*Activity*
Using the listing below, extract each line that has the word "const" in it.
[Data provided — start]
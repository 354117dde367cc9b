//! System users.

use serde_json::Value;
use tracing::{debug, instrument};

use crate::client::JcApi;
use crate::fragments::{email_filter, json_key_bool, json_key_value, json_object, json_string_array};
use crate::value::{bool_or_default, extract_string_array, string_or_default, u16_or_default};
use crate::{Operation, Result};

use super::{JcTag, results_of, write_path};

const USERS_PATH: &str = "/systemusers";
const USER_SEARCH_PATH: &str = "/search/systemusers";

/// A JumpCloud system user.
///
/// `tags` is not returned by the service. It is filled in by
/// [`JcUser::add_tags`] from the membership lists of the tag collection.
#[derive(Debug, Clone, Default, PartialEq)]
pub struct JcUser {
    pub id: String,
    pub user_name: String,
    pub first_name: String,
    pub last_name: String,
    pub email: String,
    /// Only sent on writes; never returned by the service.
    pub password: Option<String>,
    pub sudo: bool,
    pub passwordless_sudo: bool,
    pub allow_public_key: bool,
    pub activated: bool,
    pub account_locked: bool,
    pub public_key: String,
    pub unix_uid: u16,
    pub unix_guid: u16,
    /// Tag names as stored on the user record.
    pub tag_names: Vec<String>,
    /// Tags whose membership lists contain this user.
    pub tags: Vec<JcTag>,
}

impl JcUser {
    /// Build a user from a decoded JSON object.
    ///
    /// Scalar fields of the wrong type read as empty or zero; a tag list that
    /// is not an array of strings is an error.
    pub fn from_value(value: &Value) -> Result<Self> {
        Ok(Self {
            id: string_or_default(&value["_id"]),
            user_name: string_or_default(&value["username"]),
            first_name: string_or_default(&value["firstname"]),
            last_name: string_or_default(&value["lastname"]),
            email: string_or_default(&value["email"]),
            password: None,
            sudo: bool_or_default(&value["sudo"]),
            passwordless_sudo: bool_or_default(&value["passwordless_sudo"]),
            allow_public_key: bool_or_default(&value["allow_public_key"]),
            activated: bool_or_default(&value["activated"]),
            account_locked: bool_or_default(&value["account_locked"]),
            public_key: string_or_default(&value["public_key"]),
            unix_uid: u16_or_default(&value["unix_uid"]),
            unix_guid: u16_or_default(&value["unix_guid"]),
            tag_names: extract_string_array(&value["tags"])?,
            tags: Vec::new(),
        })
    }

    /// Append every tag whose member list contains this user's id.
    ///
    /// A tag listing the user more than once is appended more than once.
    pub fn add_tags(&mut self, tags: &[JcTag]) {
        for tag in tags {
            for member in &tag.system_users {
                if *member == self.id {
                    self.tags.push(tag.clone());
                }
            }
        }
    }

    /// Request body for insert and update.
    pub fn to_request_json(&self) -> String {
        let mut fields = vec![
            json_key_value("email", &self.email),
            json_key_value("username", &self.user_name),
            json_key_value("firstname", &self.first_name),
            json_key_value("lastname", &self.last_name),
            json_key_bool("sudo", self.sudo),
            json_key_bool("passwordless_sudo", self.passwordless_sudo),
            json_key_bool("allow_public_key", self.allow_public_key),
            json_key_bool("activated", self.activated),
            json_key_bool("account_locked", self.account_locked),
            json_string_array("tags", &self.tag_names),
        ];

        if let Some(password) = &self.password {
            fields.push(json_key_value("password", password));
        }
        if !self.public_key.is_empty() {
            fields.push(json_key_value("public_key", &self.public_key));
        }
        if self.unix_uid != 0 {
            fields.push(format!("\"unix_uid\":{}", self.unix_uid));
        }
        if self.unix_guid != 0 {
            fields.push(format!("\"unix_guid\":{}", self.unix_guid));
        }

        json_object(fields)
    }
}

impl JcApi {
    /// List all system users, optionally joined with their tags.
    #[instrument(skip(self))]
    pub async fn list_users(&self, with_tags: bool) -> Result<Vec<JcUser>> {
        let response = self.get(USERS_PATH).await?;
        let mut users = users_from_results(&response)?;
        debug!(count = users.len(), "listed users");

        if with_tags {
            self.attach_tags(&mut users).await?;
        }
        Ok(users)
    }

    /// Fetch one system user by id.
    #[instrument(skip(self))]
    pub async fn get_user_by_id(&self, id: &str, with_tags: bool) -> Result<JcUser> {
        let response = self.get(&format!("{}/{}", USERS_PATH, id)).await?;
        let mut user = JcUser::from_value(&response)?;

        if with_tags {
            self.attach_tags(std::slice::from_mut(&mut user)).await?;
        }
        Ok(user)
    }

    /// Search system users by email address.
    ///
    /// The email is embedded in the filter body without escaping.
    #[instrument(skip(self))]
    pub async fn find_users_by_email(&self, email: &str, with_tags: bool) -> Result<Vec<JcUser>> {
        let response = self.post(USER_SEARCH_PATH, email_filter(email)).await?;
        let mut users = users_from_results(&response)?;

        if with_tags {
            self.attach_tags(&mut users).await?;
        }
        Ok(users)
    }

    /// Create (`Insert`) or update (`Update`) a user. Returns the user's id.
    #[instrument(skip(self, user), fields(user = %user.user_name))]
    pub async fn add_update_user(&self, op: Operation, user: &JcUser) -> Result<String> {
        let path = write_path(op, USERS_PATH, &user.id, "users")?;
        let body = user.to_request_json().into_bytes();

        let response = self.dispatch(op.verb(), &path, Some(body)).await?;
        Ok(string_or_default(&response["_id"]))
    }

    /// Delete a user by id.
    #[instrument(skip(self))]
    pub async fn delete_user(&self, id: &str) -> Result<()> {
        self.delete(&format!("{}/{}", USERS_PATH, id)).await?;
        Ok(())
    }

    async fn attach_tags(&self, users: &mut [JcUser]) -> Result<()> {
        let tags = self.list_tags().await?;
        for user in users.iter_mut() {
            user.add_tags(&tags);
        }
        Ok(())
    }
}

fn users_from_results(response: &Value) -> Result<Vec<JcUser>> {
    results_of(response)?.iter().map(JcUser::from_value).collect()
}

#[cfg(test)]
mod tests {
    use super::*;
    use serde_json::json;

    fn tag(id: &str, members: &[&str]) -> JcTag {
        JcTag {
            id: id.to_string(),
            name: id.to_lowercase(),
            system_users: members.iter().map(|m| m.to_string()).collect(),
            ..Default::default()
        }
    }

    #[test]
    fn add_tags_matches_membership() {
        let mut user = JcUser {
            id: "U1".to_string(),
            ..Default::default()
        };
        let tags = vec![tag("T1", &["U1", "U2"]), tag("T2", &["U3"])];

        user.add_tags(&tags);

        assert_eq!(user.tags.len(), 1);
        assert_eq!(user.tags[0].id, "T1");
    }

    #[test]
    fn add_tags_duplicate_membership_duplicates_tag() {
        let mut user = JcUser {
            id: "U1".to_string(),
            ..Default::default()
        };
        user.add_tags(&[tag("T1", &["U1", "U1"])]);
        assert_eq!(user.tags.len(), 2);
    }

    #[test]
    fn from_value_lenient_scalars() {
        let user = JcUser::from_value(&json!({
            "_id": "U1",
            "username": "alice",
            "email": 12,
            "sudo": true,
            "unix_uid": 5001,
            "unix_guid": "5001",
            "tags": ["ops"]
        }))
        .unwrap();

        assert_eq!(user.id, "U1");
        assert_eq!(user.user_name, "alice");
        assert_eq!(user.email, "");
        assert!(user.sudo);
        assert_eq!(user.unix_uid, 5001);
        assert_eq!(user.unix_guid, 0);
        assert_eq!(user.tag_names, vec!["ops"]);
    }

    #[test]
    fn from_value_strict_tags() {
        let result = JcUser::from_value(&json!({"_id": "U1", "tags": ["ops", 3]}));
        assert!(result.is_err());
    }

    #[test]
    fn request_json_uses_string_booleans() {
        let user = JcUser {
            user_name: "alice".to_string(),
            email: "alice@example.com".to_string(),
            sudo: true,
            tag_names: vec!["ops".to_string()],
            password: Some("hunter2".to_string()),
            unix_uid: 5001,
            ..Default::default()
        };

        let body: Value = serde_json::from_str(&user.to_request_json()).unwrap();
        assert_eq!(body["username"], "alice");
        assert_eq!(body["sudo"], "true");
        assert_eq!(body["activated"], "false");
        assert_eq!(body["tags"], json!(["ops"]));
        assert_eq!(body["password"], "hunter2");
        assert_eq!(body["unix_uid"], 5001);
        assert!(body.get("unix_guid").is_none());
        assert!(body.get("public_key").is_none());
    }
}
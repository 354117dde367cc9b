//! Validated configuration types.

mod api_key;
mod base_url;

pub use api_key::ApiKey;
pub use base_url::{BaseUrl, DEFAULT_BASE_URL};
[Data provided — finish]
*Exercise solution*
const USERS_PATH: &str = "/systemusers";
const USER_SEARCH_PATH: &str = "/search/systemusers";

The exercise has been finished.